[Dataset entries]
'''

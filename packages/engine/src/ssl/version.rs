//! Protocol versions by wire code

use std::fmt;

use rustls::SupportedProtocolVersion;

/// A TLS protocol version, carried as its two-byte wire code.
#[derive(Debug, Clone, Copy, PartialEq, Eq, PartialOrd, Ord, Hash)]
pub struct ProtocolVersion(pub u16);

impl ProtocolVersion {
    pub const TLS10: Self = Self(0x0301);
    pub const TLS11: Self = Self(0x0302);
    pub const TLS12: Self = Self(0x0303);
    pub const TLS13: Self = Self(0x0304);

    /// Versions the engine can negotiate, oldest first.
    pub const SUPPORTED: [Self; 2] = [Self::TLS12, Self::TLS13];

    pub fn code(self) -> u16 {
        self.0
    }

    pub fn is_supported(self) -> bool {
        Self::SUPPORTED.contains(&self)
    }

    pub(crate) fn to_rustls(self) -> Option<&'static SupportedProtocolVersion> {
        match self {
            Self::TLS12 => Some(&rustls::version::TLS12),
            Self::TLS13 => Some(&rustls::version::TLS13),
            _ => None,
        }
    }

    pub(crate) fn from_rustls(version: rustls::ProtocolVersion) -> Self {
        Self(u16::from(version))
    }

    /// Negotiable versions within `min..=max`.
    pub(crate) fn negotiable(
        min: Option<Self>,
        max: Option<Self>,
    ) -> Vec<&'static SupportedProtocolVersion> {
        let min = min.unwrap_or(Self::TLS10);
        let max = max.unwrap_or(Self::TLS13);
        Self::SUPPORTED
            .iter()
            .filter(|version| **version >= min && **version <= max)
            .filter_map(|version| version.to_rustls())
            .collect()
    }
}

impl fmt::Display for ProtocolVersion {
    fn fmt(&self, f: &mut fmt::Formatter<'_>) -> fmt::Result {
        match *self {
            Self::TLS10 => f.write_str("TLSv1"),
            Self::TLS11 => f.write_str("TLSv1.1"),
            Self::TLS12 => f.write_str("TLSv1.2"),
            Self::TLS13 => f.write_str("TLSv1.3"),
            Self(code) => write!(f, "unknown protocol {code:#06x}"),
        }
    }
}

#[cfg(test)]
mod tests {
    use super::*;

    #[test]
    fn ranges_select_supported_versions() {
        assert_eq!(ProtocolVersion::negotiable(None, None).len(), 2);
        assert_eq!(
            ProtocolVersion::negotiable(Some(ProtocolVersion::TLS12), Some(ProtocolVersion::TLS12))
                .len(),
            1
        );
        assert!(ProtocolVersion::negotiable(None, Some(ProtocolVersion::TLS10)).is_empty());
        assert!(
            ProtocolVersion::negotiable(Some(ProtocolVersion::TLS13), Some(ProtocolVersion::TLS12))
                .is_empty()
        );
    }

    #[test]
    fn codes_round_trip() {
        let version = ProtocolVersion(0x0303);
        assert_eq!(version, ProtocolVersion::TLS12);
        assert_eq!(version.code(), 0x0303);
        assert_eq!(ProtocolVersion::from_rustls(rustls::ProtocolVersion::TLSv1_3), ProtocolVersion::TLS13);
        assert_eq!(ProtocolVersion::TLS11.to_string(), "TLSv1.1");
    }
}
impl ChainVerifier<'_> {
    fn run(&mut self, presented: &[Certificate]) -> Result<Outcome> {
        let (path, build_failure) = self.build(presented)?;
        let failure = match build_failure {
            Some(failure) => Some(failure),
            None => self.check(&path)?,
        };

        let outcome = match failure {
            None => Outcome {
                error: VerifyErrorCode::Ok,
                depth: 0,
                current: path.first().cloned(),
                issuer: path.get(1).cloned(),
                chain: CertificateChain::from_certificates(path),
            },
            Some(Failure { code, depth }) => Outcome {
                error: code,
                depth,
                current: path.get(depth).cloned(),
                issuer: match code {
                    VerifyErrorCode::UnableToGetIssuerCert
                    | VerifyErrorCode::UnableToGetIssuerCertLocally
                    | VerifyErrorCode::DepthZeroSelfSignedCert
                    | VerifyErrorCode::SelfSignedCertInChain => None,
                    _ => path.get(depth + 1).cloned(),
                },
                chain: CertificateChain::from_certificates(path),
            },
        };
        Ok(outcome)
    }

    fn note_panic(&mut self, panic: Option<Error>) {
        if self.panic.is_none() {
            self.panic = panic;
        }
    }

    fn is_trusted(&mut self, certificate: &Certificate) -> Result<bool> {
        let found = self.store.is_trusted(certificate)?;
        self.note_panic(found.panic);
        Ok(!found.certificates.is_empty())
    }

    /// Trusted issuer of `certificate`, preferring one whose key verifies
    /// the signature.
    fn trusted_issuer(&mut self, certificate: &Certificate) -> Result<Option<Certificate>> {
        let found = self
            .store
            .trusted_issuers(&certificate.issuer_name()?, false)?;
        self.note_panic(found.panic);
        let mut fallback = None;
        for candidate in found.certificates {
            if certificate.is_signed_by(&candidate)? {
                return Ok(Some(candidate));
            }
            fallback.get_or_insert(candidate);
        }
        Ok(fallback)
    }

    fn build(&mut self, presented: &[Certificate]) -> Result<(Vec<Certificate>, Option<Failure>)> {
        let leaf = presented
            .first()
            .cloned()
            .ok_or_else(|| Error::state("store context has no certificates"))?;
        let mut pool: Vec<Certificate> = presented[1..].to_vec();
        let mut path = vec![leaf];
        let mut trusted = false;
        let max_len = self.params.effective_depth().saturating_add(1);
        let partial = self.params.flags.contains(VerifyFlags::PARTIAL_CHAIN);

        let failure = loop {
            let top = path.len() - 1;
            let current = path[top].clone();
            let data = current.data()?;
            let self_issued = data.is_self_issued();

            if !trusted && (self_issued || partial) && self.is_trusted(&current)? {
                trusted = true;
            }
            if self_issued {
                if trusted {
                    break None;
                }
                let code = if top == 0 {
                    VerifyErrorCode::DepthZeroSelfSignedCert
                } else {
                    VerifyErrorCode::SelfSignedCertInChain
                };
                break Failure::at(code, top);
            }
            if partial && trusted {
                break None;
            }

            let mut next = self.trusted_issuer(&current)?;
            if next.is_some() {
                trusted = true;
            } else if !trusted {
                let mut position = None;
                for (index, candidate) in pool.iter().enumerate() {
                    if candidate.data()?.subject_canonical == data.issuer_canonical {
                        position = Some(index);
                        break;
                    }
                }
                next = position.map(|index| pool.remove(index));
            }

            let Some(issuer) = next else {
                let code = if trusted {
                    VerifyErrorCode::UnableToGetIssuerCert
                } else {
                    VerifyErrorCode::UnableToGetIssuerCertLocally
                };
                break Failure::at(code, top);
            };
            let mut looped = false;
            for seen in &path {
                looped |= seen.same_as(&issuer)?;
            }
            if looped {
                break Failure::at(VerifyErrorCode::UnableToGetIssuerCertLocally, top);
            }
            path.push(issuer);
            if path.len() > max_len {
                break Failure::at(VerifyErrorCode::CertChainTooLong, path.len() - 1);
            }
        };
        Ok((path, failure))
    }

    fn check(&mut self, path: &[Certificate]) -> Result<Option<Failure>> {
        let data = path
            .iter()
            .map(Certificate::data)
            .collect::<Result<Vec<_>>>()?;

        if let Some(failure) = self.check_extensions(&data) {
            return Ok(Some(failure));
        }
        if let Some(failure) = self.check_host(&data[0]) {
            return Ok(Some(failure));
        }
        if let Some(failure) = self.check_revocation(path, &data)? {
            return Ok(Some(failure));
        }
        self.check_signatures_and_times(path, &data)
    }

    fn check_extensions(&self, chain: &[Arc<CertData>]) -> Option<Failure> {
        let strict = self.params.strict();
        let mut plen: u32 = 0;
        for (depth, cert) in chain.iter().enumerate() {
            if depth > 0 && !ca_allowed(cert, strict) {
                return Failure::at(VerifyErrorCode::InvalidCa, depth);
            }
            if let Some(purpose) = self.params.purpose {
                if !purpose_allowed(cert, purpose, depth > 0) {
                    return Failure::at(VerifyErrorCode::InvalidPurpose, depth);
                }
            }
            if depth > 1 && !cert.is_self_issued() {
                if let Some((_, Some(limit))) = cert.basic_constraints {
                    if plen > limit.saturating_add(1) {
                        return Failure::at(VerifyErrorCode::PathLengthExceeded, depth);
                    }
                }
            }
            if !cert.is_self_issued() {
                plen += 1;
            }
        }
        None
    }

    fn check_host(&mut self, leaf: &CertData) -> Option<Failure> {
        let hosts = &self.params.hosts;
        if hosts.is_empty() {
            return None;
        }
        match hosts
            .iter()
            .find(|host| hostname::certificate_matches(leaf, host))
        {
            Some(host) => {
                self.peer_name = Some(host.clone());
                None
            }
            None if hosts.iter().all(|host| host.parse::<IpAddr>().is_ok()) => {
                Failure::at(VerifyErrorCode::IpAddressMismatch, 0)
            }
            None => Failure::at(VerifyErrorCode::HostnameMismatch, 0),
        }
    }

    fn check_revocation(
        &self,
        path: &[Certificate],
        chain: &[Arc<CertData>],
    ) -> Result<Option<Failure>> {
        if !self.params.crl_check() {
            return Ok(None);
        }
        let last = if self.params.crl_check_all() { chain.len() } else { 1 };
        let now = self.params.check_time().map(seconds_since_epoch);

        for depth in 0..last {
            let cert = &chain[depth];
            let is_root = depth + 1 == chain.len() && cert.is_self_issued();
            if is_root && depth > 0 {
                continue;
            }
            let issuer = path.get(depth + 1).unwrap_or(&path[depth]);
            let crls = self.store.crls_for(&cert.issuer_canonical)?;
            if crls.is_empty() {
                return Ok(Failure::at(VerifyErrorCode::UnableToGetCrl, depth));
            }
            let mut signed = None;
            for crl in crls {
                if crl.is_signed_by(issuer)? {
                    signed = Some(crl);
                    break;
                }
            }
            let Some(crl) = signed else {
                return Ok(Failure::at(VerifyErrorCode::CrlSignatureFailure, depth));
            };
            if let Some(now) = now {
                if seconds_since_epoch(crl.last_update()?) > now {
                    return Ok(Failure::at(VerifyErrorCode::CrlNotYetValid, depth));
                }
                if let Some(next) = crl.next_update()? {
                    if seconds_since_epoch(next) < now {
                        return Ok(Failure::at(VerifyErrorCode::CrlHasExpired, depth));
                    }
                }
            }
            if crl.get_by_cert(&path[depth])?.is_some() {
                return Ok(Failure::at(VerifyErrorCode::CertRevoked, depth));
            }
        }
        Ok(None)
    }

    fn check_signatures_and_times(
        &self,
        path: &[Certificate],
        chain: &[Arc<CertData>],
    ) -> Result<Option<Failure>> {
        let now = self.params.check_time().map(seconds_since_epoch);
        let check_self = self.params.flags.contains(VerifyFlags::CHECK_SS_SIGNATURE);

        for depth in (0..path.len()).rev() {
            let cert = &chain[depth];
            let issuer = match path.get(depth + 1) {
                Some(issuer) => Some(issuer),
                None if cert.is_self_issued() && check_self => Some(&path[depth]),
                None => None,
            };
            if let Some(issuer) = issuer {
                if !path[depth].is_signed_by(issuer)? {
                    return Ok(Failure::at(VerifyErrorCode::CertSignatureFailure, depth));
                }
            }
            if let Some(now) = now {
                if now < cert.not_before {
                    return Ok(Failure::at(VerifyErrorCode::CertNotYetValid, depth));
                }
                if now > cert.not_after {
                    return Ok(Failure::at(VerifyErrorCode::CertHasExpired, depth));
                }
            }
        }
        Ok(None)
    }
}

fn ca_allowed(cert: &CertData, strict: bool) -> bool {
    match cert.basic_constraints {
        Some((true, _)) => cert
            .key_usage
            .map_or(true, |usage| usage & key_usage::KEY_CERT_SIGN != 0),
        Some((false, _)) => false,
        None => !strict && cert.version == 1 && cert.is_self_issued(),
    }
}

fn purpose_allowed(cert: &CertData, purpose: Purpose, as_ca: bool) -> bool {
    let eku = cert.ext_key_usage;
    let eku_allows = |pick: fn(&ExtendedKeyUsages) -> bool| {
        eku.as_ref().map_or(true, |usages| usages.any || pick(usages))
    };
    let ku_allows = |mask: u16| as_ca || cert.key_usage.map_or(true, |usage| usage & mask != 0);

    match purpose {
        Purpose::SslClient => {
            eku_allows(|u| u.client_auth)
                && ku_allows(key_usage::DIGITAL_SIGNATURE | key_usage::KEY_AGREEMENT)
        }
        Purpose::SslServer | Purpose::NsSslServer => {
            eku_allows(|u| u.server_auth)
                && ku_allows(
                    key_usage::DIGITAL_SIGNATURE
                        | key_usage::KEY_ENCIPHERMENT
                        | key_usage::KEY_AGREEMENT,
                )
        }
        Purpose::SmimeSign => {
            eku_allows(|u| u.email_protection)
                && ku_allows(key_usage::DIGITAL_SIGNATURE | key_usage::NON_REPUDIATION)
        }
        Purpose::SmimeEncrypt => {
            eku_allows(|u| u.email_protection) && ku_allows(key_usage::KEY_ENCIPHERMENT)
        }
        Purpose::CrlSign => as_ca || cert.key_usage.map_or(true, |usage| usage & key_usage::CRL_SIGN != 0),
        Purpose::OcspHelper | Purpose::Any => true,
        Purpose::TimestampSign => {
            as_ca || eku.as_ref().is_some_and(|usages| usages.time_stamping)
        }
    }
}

'''

Exercise requirements -
Only the lines containing "panic" are needed; copy each of them from the data.

Your response -
    fn note_panic(&mut self, panic: Option<Error>) {
        if self.panic.is_none() {
            self.panic = panic;
        self.note_panic(found.panic);
        self.note_panic(found.panic);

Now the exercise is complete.